**Exercise prompt**
Return, exactly as written, every line from the first line of the data below through the line that contains "let path = path.as_ref();".

***** Records to process *****

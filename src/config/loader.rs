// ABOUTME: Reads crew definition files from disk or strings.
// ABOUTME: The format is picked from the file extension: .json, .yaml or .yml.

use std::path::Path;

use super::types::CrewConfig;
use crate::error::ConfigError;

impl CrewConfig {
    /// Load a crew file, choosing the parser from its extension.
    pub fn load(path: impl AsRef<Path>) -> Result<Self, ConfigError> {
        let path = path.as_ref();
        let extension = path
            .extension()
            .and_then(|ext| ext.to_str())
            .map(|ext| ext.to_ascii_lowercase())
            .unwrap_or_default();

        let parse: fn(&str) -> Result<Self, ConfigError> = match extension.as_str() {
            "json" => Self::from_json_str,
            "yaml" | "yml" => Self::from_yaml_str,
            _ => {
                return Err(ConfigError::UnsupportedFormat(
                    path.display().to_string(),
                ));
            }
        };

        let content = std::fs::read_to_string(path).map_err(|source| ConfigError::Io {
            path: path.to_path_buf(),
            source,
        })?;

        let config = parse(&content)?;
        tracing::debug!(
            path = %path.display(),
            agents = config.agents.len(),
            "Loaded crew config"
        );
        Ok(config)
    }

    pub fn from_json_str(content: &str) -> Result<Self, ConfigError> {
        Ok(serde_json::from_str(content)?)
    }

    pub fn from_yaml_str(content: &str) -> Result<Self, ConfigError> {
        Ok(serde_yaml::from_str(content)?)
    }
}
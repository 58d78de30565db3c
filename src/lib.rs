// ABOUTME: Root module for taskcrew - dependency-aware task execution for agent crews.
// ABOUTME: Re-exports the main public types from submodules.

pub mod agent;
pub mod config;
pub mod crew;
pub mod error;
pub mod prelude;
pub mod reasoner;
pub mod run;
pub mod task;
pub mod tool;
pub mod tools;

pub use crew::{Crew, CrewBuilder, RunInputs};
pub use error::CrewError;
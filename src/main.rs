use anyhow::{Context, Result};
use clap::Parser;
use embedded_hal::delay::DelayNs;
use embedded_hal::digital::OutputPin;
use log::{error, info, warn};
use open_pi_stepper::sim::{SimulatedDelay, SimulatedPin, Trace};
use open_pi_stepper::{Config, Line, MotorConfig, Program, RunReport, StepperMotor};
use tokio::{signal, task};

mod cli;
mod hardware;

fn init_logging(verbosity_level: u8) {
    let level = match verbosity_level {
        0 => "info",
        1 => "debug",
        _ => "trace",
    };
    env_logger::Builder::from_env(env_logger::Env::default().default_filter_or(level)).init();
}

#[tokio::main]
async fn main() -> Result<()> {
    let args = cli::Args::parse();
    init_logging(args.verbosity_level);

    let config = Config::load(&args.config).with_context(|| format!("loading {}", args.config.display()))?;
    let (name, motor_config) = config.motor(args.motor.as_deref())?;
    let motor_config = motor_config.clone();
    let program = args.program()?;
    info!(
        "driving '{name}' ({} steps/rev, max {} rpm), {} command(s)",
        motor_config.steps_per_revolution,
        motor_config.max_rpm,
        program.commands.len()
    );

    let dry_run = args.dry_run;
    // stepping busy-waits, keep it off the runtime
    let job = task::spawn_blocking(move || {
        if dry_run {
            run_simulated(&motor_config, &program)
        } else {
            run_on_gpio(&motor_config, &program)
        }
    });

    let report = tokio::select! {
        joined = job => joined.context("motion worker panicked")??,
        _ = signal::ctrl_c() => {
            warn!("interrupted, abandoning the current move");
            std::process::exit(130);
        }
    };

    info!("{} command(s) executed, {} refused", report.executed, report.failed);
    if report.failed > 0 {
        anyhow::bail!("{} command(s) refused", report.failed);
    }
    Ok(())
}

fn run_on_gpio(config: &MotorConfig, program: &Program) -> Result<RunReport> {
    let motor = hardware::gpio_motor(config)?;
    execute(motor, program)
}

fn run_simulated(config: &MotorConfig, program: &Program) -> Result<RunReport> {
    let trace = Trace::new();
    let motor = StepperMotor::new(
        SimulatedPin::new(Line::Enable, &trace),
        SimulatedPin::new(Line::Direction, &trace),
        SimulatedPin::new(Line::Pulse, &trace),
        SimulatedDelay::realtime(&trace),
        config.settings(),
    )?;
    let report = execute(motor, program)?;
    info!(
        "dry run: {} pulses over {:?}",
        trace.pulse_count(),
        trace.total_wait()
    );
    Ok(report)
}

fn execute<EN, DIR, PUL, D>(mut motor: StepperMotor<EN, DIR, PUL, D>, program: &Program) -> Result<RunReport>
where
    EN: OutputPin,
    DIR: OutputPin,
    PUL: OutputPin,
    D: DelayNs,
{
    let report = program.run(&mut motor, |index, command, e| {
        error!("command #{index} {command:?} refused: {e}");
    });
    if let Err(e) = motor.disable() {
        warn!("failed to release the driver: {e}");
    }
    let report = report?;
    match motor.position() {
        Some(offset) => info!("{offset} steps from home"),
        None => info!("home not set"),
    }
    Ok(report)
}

*****

**Output of the task**
filename src/config/loader.rs
// ABOUTME: Reads crew definition files from disk or strings.
// ABOUTME: The format is picked from the file extension: .json, .yaml or .yml.

use std::path::Path;

use super::types::CrewConfig;
use crate::error::ConfigError;

impl CrewConfig {
    /// Load a crew file, choosing the parser from its extension.
    pub fn load(path: impl AsRef<Path>) -> Result<Self, ConfigError> {
        let path = path.as_ref();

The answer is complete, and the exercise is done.